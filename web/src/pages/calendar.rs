//! Calendar page – month navigation, events per day, add and delete.

use chrono::Datelike;
use leptos::ev::SubmitEvent;
use leptos::logging::{error, warn};
use leptos::prelude::*;

use hydrowatch_common::calendar::{
    events_by_date, next_month, prev_month, validate_new_event, CalendarEvent, MonthGrid,
};

use crate::browser::today;
use crate::components::calendar_grid::CalendarGrid;
use crate::state::use_app;

#[component]
pub fn CalendarPage() -> impl IntoView {
    let ctx = use_app();
    let now = today();
    let month = RwSignal::new((now.year(), now.month()));
    let (selected, set_selected) = signal(Option::<chrono::NaiveDate>::None);
    let (events, set_events) = signal(Vec::<CalendarEvent>::new());
    let (error_msg, set_error) = signal(Option::<String>::None);

    let title = RwSignal::new(String::new());
    let description = RwSignal::new(String::new());

    Effect::new(move |_| {
        let Some(client) = ctx.client() else { return };
        leptos::task::spawn_local(async move {
            match client.events().await {
                Ok(list) => set_events.set(list),
                Err(e) => {
                    warn!("Cannot load events: {e}");
                    set_error.set(Some(e.user_message()));
                }
            }
        });
    });

    let go_prev = move |_| month.update(|(y, m)| (*y, *m) = prev_month(*y, *m));
    let go_next = move |_| month.update(|(y, m)| (*y, *m) = next_month(*y, *m));

    let add_event = move |ev: SubmitEvent| {
        ev.prevent_default();
        let date = selected
            .get_untracked()
            .map(|d| d.format("%Y-%m-%d").to_string())
            .unwrap_or_default();
        let new_event =
            match validate_new_event(&title.get_untracked(), &date, &description.get_untracked()) {
                Ok(e) => e,
                Err(e) => return set_error.set(Some(e.user_message())),
            };
        let Some(client) = ctx.client_untracked() else { return };
        leptos::task::spawn_local(async move {
            match client.create_event(&new_event).await {
                Ok(created) => {
                    set_events.update(|list| list.push(created));
                    title.set(String::new());
                    description.set(String::new());
                    set_error.set(None);
                }
                Err(e) => set_error.set(Some(e.user_message())),
            }
        });
    };

    let remove = move |id: String| {
        let Some(client) = ctx.client_untracked() else { return };
        leptos::task::spawn_local(async move {
            match client.delete_event(&id).await {
                Ok(()) => set_events.update(|list| list.retain(|e| e.id != id)),
                Err(e) => set_error.set(Some(e.user_message())),
            }
        });
    };

    let day_events = move || {
        let day = selected.get()?;
        Some(events.with(|list| {
            list.iter()
                .filter(|e| e.day() == Some(day))
                .cloned()
                .collect::<Vec<_>>()
        }))
    };

    view! {
        <div class="calendar-page">
            <div class="cal-nav">
                <button on:click=go_prev class="cal-nav-btn">"← Prev"</button>
                <button on:click=go_next class="cal-nav-btn">"Next →"</button>
            </div>
            {move || error_msg.get().map(|m| view! { <p class="banner banner-error">{m}</p> })}

            {move || {
                let (y, m) = month.get();
                match MonthGrid::new(y, m) {
                    Ok(grid) => view! {
                        <CalendarGrid
                            grid=grid
                            events=events.with(|list| events_by_date(list))
                            selected=selected
                            on_select=set_selected
                        />
                    }.into_any(),
                    Err(e) => {
                        error!("Cannot lay out {y}-{m}: {e}");
                        view! { <p class="error">{e.user_message()}</p> }.into_any()
                    }
                }
            }}

            {move || selected.get().map(|day| view! {
                <section class="day-panel">
                    <h2>{day.format("%A %-d %B %Y").to_string()}</h2>
                    <ul class="event-list">
                        {day_events().unwrap_or_default().into_iter().map(|e| {
                            let id = e.id.clone();
                            view! {
                                <li class="event-item">
                                    <strong>{e.title}</strong>
                                    {e.description.map(|d| view! { <p>{d}</p> })}
                                    <button class="btn btn-small btn-danger" on:click=move |_| remove(id.clone())>"Delete"</button>
                                </li>
                            }
                        }).collect_view()}
                    </ul>
                    <form class="edit-form" on:submit=add_event>
                        <label>"Title"<input type="text" required bind:value=title/></label>
                        <label>"Description"<textarea bind:value=description></textarea></label>
                        <button class="btn btn-primary" type="submit">"Add event"</button>
                    </form>
                </section>
            })}
        </div>
    }
}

• What is needed: Beginning at the top of the entries above, output each line exactly, and end with the line in which "set_error.set(Some(e.user_message()));" appears.

• Expected answer:
filename web/src/pages/calendar.rs
//! Calendar page – month navigation, events per day, add and delete.

use chrono::Datelike;
use leptos::ev::SubmitEvent;
use leptos::logging::{error, warn};
use leptos::prelude::*;

use hydrowatch_common::calendar::{
    events_by_date, next_month, prev_month, validate_new_event, CalendarEvent, MonthGrid,
};

use crate::browser::today;
use crate::components::calendar_grid::CalendarGrid;
use crate::state::use_app;

#[component]
pub fn CalendarPage() -> impl IntoView {
    let ctx = use_app();
    let now = today();
    let month = RwSignal::new((now.year(), now.month()));
    let (selected, set_selected) = signal(Option::<chrono::NaiveDate>::None);
    let (events, set_events) = signal(Vec::<CalendarEvent>::new());
    let (error_msg, set_error) = signal(Option::<String>::None);

    let title = RwSignal::new(String::new());
    let description = RwSignal::new(String::new());

    Effect::new(move |_| {
        let Some(client) = ctx.client() else { return };
        leptos::task::spawn_local(async move {
            match client.events().await {
                Ok(list) => set_events.set(list),
                Err(e) => {
                    warn!("Cannot load events: {e}");
                    set_error.set(Some(e.user_message()));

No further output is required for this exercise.